Single by Massive Attack and Tom Waits
- B-side: "The Fly"
- Released: 16 April 2026
- Genre: Protest song
- Length: 4:21
- Label: PIAS
- Songwriters: Robert del Naja; Grant Marshall; Tom Waits; Kathleen Brennan; Stew Jackson;
- Producers: Robert del Naja; Grant Marshall; Stew Jackson;

Massive Attack singles chronology
| "Dear Friend" (2016) | "Boots on the Ground" (2026) |  |

Tom Waits singles chronology
| "Bella Ciao" (2018) | "Boots on the Ground" (2026) |  |

= Boots on the Ground (Massive Attack song) =

"Boots on the Ground" is a protest song by English trip hop group Massive Attack, collaborating with American musician Tom Waits. The song was released on 16 April 2026, accompanied by a politically charged music video.

It was Massive Attack's first release in six years following their 2020 EP Eutopia, as well as Tom Waits' first original work in fifteen years, since his 2011 album Bad as Me. The song was not released on Spotify.

== Background ==
Regarding the collaboration, Massive Attack stated:"It's a career honour to collaborate with an artist of the magnitude, originality and integrity of Tom, but this track is arriving in an atmosphere of chaos. Across the western hemisphere, state authoritarianism and the militarisation of police forces are fusing again with neo-fascist politics. Seen within the American emergency, at home and overseas, this track contains pulses of callous impulse and abandoned mind."
Furthermore, Tom Waits stated:"One day many years ago, I accepted an invitation from Massive Attack to collaborate. Their long release delay never worried me. Today, as in all of mankind's yesterdays, guarantees this type of song will never go out of style. Man's folly of fiascos is a feast for the flies. Hence, the B-side of Massive Attack’s upcoming 12 inch 'The Fly' features my appreciation for the winged nuisance.""Boots on the Ground" was released to all streaming platforms except for Spotify, following Massive Attack's threat to pull their entire catalog off of the platform in 2025 over CEO Daniel Ek's funding of military company Helsing and their AI technology.

== Reception ==
Writing for The Guardian, Alexis Petridis gave the song four stars, writing that the song "is dark, disturbing, ominous, with a distinct streak of WTF? running through it. Which makes it music perfectly fitting for the times." He also noted that: "Waits's presence on Boots on the Ground underlines Massive Attack's continued ability to attract blue-chip collaborators. Perhaps that's something to do with the fact that, from early on in their career, they appeared to treat their guest vocalists less as stars making cameo appearances than genuine partners."

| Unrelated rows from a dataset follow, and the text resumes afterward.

mod reading_controls;
mod verse_card;

pub use reading_controls::ReadingControls;
pub use verse_card::VerseCard;
pub mod chrome;
pub mod services;

#[cfg(feature = "dioxus")]
mod components;
#[cfg(feature = "dioxus")]
pub mod icons;
#[cfg(feature = "dioxus")]
mod popup_view;

#[cfg(feature = "dioxus")]
pub use popup::run;

#[cfg(feature = "dioxus")]
mod popup {
    use std::rc::Rc;

    use dioxus::prelude::*;
    use verse_core::{HttpVerseSource, Presenter, ReminderStore, VerseConfig};

    use crate::components::{ReadingControls, VerseCard};
    use crate::popup_view::SignalView;
    use crate::services::{BrowserClock, ChromeStorage};

    type PopupPresenter = Presenter<HttpVerseSource, ChromeStorage, SignalView, BrowserClock>;

    #[component]
    fn App() -> Element {
        let state = use_signal(Default::default);
        let mut reminders = use_signal(|| None::<bool>);

        let presenter: Rc<PopupPresenter> = use_hook(|| {
            let config = VerseConfig::default();
            Rc::new(Presenter::new(
                HttpVerseSource::new(config.api.clone()),
                ChromeStorage::new(),
                SignalView::new(state),
                BrowserClock,
                config.api,
            ))
        });

        let init = presenter.clone();
        use_future(move || {
            let presenter = init.clone();
            async move {
                presenter.initialize().await;
                match presenter.store().reminders_enabled().await {
                    Ok(enabled) => reminders.set(Some(enabled)),
                    Err(e) => log::error!("Failed to read reminder setting: {}", e),
                }
            }
        });

        let next = presenter.clone();
        let on_next = move |_| {
            let presenter = next.clone();
            spawn(async move {
                presenter.advance().await;
            });
        };

        let on_toggle = move |_| {
            let enabled = !reminders().unwrap_or(false);
            spawn(async move {
                let store = ReminderStore::new(ChromeStorage::new());
                match store.set_reminders_enabled(enabled).await {
                    Ok(()) => reminders.set(Some(enabled)),
                    Err(e) => log::error!("Failed to save reminder setting: {}", e),
                }
            });
        };

        let on_close = move |_| {
            if let Some(window) = web_sys::window() {
                let _ = window.close();
            }
        };

        rsx! {
            div { class: "w-96 min-h-64 bg-gray-50 p-4",
                VerseCard { state: state() }
                ReadingControls {
                    progress: state().progress,
                    reminders: reminders(),
                    on_next,
                    on_toggle,
                    on_close,
                }
            }
        }
    }

    #[wasm_bindgen::prelude::wasm_bindgen(start)]
    pub fn run() {
        wasm_logger::init(wasm_logger::Config::default());
        log::info!("Daily Verses popup starting...");
        dioxus::launch(App);
    }
}
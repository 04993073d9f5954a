// Static chapter/verse metadata served as `info.json`

use serde::{Deserialize, Deserializer};

use crate::config::{TOTAL_CHAPTERS, TOTAL_JUZS};
use crate::error::{Result, VerseError};
use crate::position::ReadingPosition;

#[derive(Debug, Clone, Deserialize)]
pub struct QuranInfo {
    pub chapters: Vec<ChapterInfo>,
}

#[derive(Debug, Clone, Deserialize)]
pub struct ChapterInfo {
    pub chapter: u16,
    /// Transliterated name
    pub name: String,
    #[serde(default)]
    pub englishname: String,
    #[serde(default)]
    pub arabicname: String,
    #[serde(default)]
    pub revelation: String,
    pub verses: Vec<VerseInfo>,
}

#[derive(Debug, Clone, Deserialize)]
pub struct VerseInfo {
    pub verse: u16,
    #[serde(default)]
    pub line: u16,
    #[serde(default)]
    pub juz: u8,
    #[serde(default)]
    pub page: u16,
    /// `false`, or an object describing the prostration
    #[serde(default, deserialize_with = "deserialize_sajda")]
    pub sajda: bool,
}

fn deserialize_sajda<'de, D>(deserializer: D) -> std::result::Result<bool, D::Error>
where
    D: Deserializer<'de>,
{
    let value = serde_json::Value::deserialize(deserializer)?;
    Ok(!matches!(
        value,
        serde_json::Value::Null | serde_json::Value::Bool(false)
    ))
}

impl QuranInfo {
    /// Parse and validate an `info.json` document
    pub fn from_json(bytes: &[u8]) -> Result<Self> {
        let info: QuranInfo = serde_json::from_slice(bytes)
            .map_err(|e| VerseError::InvalidMetadata(e.to_string()))?;
        info.validate()?;
        Ok(info)
    }

    pub fn validate(&self) -> Result<()> {
        if self.chapters.len() != usize::from(TOTAL_CHAPTERS) {
            return Err(VerseError::InvalidMetadata(format!(
                "expected {} chapters, found {}",
                TOTAL_CHAPTERS,
                self.chapters.len()
            )));
        }

        for (idx, chapter) in self.chapters.iter().enumerate() {
            if chapter.verses.is_empty() {
                return Err(VerseError::InvalidMetadata(format!(
                    "chapter {} has no verses",
                    idx + 1
                )));
            }
            if u16::try_from(chapter.verses.len()).is_err() {
                return Err(VerseError::InvalidMetadata(format!(
                    "chapter {} has {} verses",
                    idx + 1,
                    chapter.verses.len()
                )));
            }
            if let Some(bad) = chapter
                .verses
                .iter()
                .find(|v| v.juz > TOTAL_JUZS)
            {
                return Err(VerseError::InvalidMetadata(format!(
                    "verse {}:{} is in juz {}",
                    idx + 1,
                    bad.verse,
                    bad.juz
                )));
            }
        }

        Ok(())
    }

    /// Chapter record for a 1-based chapter number
    pub fn chapter(&self, chapter: u16) -> Option<&ChapterInfo> {
        let idx = usize::from(chapter).checked_sub(1)?;
        self.chapters.get(idx)
    }

    pub fn verse_count(&self, chapter: u16) -> Option<u16> {
        self.chapter(chapter).map(ChapterInfo::verse_count)
    }

    pub fn verse(&self, position: ReadingPosition) -> Option<&VerseInfo> {
        self.chapter(position.chapter)?
            .verses
            .iter()
            .find(|v| v.verse == position.verse)
    }

    pub fn is_sajda(&self, position: ReadingPosition) -> bool {
        self.verse(position).is_some_and(|v| v.sajda)
    }

    pub fn total_verses(&self) -> u32 {
        self.chapters
            .iter()
            .map(|c| u32::from(c.verse_count()))
            .sum()
    }

    /// Verses up to and including `position`, counted from 1:1
    pub fn verses_through(&self, position: ReadingPosition) -> u32 {
        let before: u32 = self
            .chapters
            .iter()
            .take(usize::from(position.chapter.saturating_sub(1)))
            .map(|c| u32::from(c.verse_count()))
            .sum();
        before + u32::from(position.verse)
    }

    pub fn contains(&self, position: ReadingPosition) -> bool {
        self.verse_count(position.chapter)
            .is_some_and(|count| position.verse >= 1 && position.verse <= count)
    }
}

impl ChapterInfo {
    /// Saturates at `u16::MAX`; `QuranInfo::validate` rejects longer chapters
    pub fn verse_count(&self) -> u16 {
        u16::try_from(self.verses.len()).unwrap_or(u16::MAX)
    }

    /// "الفاتحة - Al Faatiha (The Opening)"
    pub fn title(&self) -> String {
        format!("{} - {} ({})", self.arabicname, self.name, self.englishname)
    }
}
// Reminder scheduling state machine
//
// Every handler is fire-and-forget: `dispatch` logs and drops errors so a
// failed storage read only costs one reminder.

use crate::config::{
    ReminderConfig, CHECK_VERSE_TIME_ALARM, INITIAL_REMINDER_ALARM, REMINDER_SNOOZE_ALARM,
    SHOW_VERSE_COMMAND,
};
use crate::error::Result;
use crate::host::{AlarmSchedule, EventSource, Host, HostEvent, IdleState, Notification};
use crate::store::{KeyValueStore, ReminderStore};

const EXTENSION_TITLE: &str = "Daily Quran Verses";
const REMINDER_TITLE: &str = "Time for Quran";
const HIGH_PRIORITY: u8 = 2;

const READ_NOW_BUTTON: u32 = 0;
const REMIND_LATER_BUTTON: u32 = 1;

pub const INSTALL_MESSAGE: &str =
    "Extension installed successfully. Click to start your journey with the Holy Quran.";
pub const STARTUP_MESSAGE: &str = "Welcome back! Time to read a verse from the Holy Quran.";
pub const INITIAL_REMINDER_MESSAGE: &str =
    "Begin your browsing with a verse from the Holy Quran.";
pub const HOURLY_MESSAGE: &str = "It's time for your hourly Quran verse.";
pub const SNOOZE_MESSAGE: &str = "Your snoozed reminder: time for a verse from the Holy Quran.";
pub const IDLE_RETURN_MESSAGE: &str = "Welcome back! Continue your journey with the Holy Quran.";

pub struct Scheduler<H, S> {
    host: H,
    store: ReminderStore<S>,
    config: ReminderConfig,
}

impl<H: Host, S: KeyValueStore> Scheduler<H, S> {
    pub fn new(host: H, store: S, config: ReminderConfig) -> Self {
        Self {
            host,
            store: ReminderStore::new(store),
            config,
        }
    }

    pub fn host(&self) -> &H {
        &self.host
    }

    pub fn store(&self) -> &ReminderStore<S> {
        &self.store
    }

    /// Handle one host event, logging and swallowing any failure
    pub async fn dispatch(&self, event: HostEvent) {
        tracing::debug!("Dispatching {:?}", event);

        let result = match &event {
            HostEvent::Installed => self.on_installed().await,
            HostEvent::Startup => self.on_startup().await,
            HostEvent::Alarm(name) => self.on_alarm(name).await,
            HostEvent::NotificationButtonClicked {
                notification_id,
                button,
            } => self.on_button_clicked(notification_id, *button).await,
            HostEvent::NotificationClicked { notification_id } => {
                self.on_notification_clicked(notification_id).await
            }
            HostEvent::IdleStateChanged(state) => self.on_idle_state_changed(*state).await,
            HostEvent::Command(command) => self.on_command(command).await,
        };

        if let Err(e) = result {
            tracing::error!("Error handling {:?}: {}", event, e);
        }
    }

    /// Drain an event source until the host stops delivering
    pub async fn run<E: EventSource>(&self, source: &mut E) {
        while let Some(event) = source.next_event().await {
            self.dispatch(event).await;
        }
        tracing::info!("Event source closed, scheduler stopping");
    }

    pub async fn on_installed(&self) -> Result<()> {
        let now = self.host.now_millis();
        self.store.seed(now).await?;

        self.host
            .create_alarm(
                CHECK_VERSE_TIME_ALARM,
                AlarmSchedule::Every {
                    period_minutes: self.config.check_period_minutes,
                },
            )
            .await?;

        let welcome = Notification {
            title: EXTENSION_TITLE.to_string(),
            message: INSTALL_MESSAGE.to_string(),
            priority: HIGH_PRIORITY,
            buttons: vec!["Start Reading".to_string()],
            require_interaction: false,
        };
        self.host.create_notification(&welcome).await?;

        tracing::info!("Extension installed, store seeded at 1:1");
        Ok(())
    }

    pub async fn on_startup(&self) -> Result<()> {
        self.show_reminder(STARTUP_MESSAGE).await?;
        self.host
            .create_alarm(
                INITIAL_REMINDER_ALARM,
                AlarmSchedule::Once {
                    delay_minutes: self.config.initial_delay_minutes,
                },
            )
            .await
    }

    pub async fn on_alarm(&self, name: &str) -> Result<()> {
        if !self.store.reminders_enabled().await? {
            tracing::debug!("Reminders disabled, ignoring alarm {}", name);
            return Ok(());
        }

        match name {
            INITIAL_REMINDER_ALARM => self.show_reminder(INITIAL_REMINDER_MESSAGE).await,
            CHECK_VERSE_TIME_ALARM => {
                if self.reminder_due().await? {
                    self.show_reminder(HOURLY_MESSAGE).await
                } else {
                    Ok(())
                }
            }
            REMINDER_SNOOZE_ALARM => self.show_reminder(SNOOZE_MESSAGE).await,
            other => {
                tracing::debug!("Ignoring unknown alarm {}", other);
                Ok(())
            }
        }
    }

    pub async fn on_button_clicked(&self, notification_id: &str, button: u32) -> Result<()> {
        match button {
            READ_NOW_BUTTON => self.open_and_dismiss(notification_id).await,
            REMIND_LATER_BUTTON => {
                self.host
                    .create_alarm(
                        REMINDER_SNOOZE_ALARM,
                        AlarmSchedule::Once {
                            delay_minutes: self.config.snooze_minutes,
                        },
                    )
                    .await?;
                self.host.clear_notification(notification_id).await
            }
            other => {
                tracing::warn!("Unknown notification button {}", other);
                Ok(())
            }
        }
    }

    pub async fn on_notification_clicked(&self, notification_id: &str) -> Result<()> {
        self.open_and_dismiss(notification_id).await
    }

    pub async fn on_idle_state_changed(&self, state: IdleState) -> Result<()> {
        if state != IdleState::Active {
            return Ok(());
        }
        if self.reminder_due().await? {
            self.show_reminder(IDLE_RETURN_MESSAGE).await?;
        }
        Ok(())
    }

    pub async fn on_command(&self, command: &str) -> Result<()> {
        if command == SHOW_VERSE_COMMAND {
            self.host.open_popup().await
        } else {
            tracing::debug!("Ignoring unknown command {}", command);
            Ok(())
        }
    }

    pub async fn set_reminders_enabled(&self, enabled: bool) -> Result<()> {
        self.store.set_reminders_enabled(enabled).await?;
        tracing::info!("Reminders {}", if enabled { "enabled" } else { "disabled" });
        Ok(())
    }

    /// At least the configured interval since a verse or reminder was shown
    async fn reminder_due(&self) -> Result<bool> {
        let Some(last_shown) = self.store.last_shown_time().await? else {
            return Ok(true);
        };
        let elapsed = self.host.now_millis().saturating_sub(last_shown);
        Ok(elapsed >= self.config.remind_after_millis())
    }

    /// The notification is dismissed even if the popup fails to open
    async fn open_and_dismiss(&self, notification_id: &str) -> Result<()> {
        if let Err(e) = self.host.open_popup().await {
            tracing::error!("Failed to open popup: {}", e);
        }
        self.host.clear_notification(notification_id).await
    }

    async fn show_reminder(&self, message: &str) -> Result<()> {
        let notification = Notification {
            title: REMINDER_TITLE.to_string(),
            message: message.to_string(),
            priority: HIGH_PRIORITY,
            buttons: vec!["Read Now".to_string(), "Remind Later".to_string()],
            require_interaction: true,
        };
        let id = self.host.create_notification(&notification).await?;
        self.store.set_last_shown_time(self.host.now_millis()).await?;
        tracing::info!("Reminder {} shown: {}", id, message);
        Ok(())
    }
}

Writing for Pitchfork, Philip Sherburne wrote: "With a title seemingly ripped from the mouths of the Republican Party's most avid warmongers, "Boots on the Ground" is a grimly timely song—it could apply equally to Iran, Venezuela, Cuba, or even, why not, Greenland—but it's also a reminder that the violence begins, and persists, right here at home."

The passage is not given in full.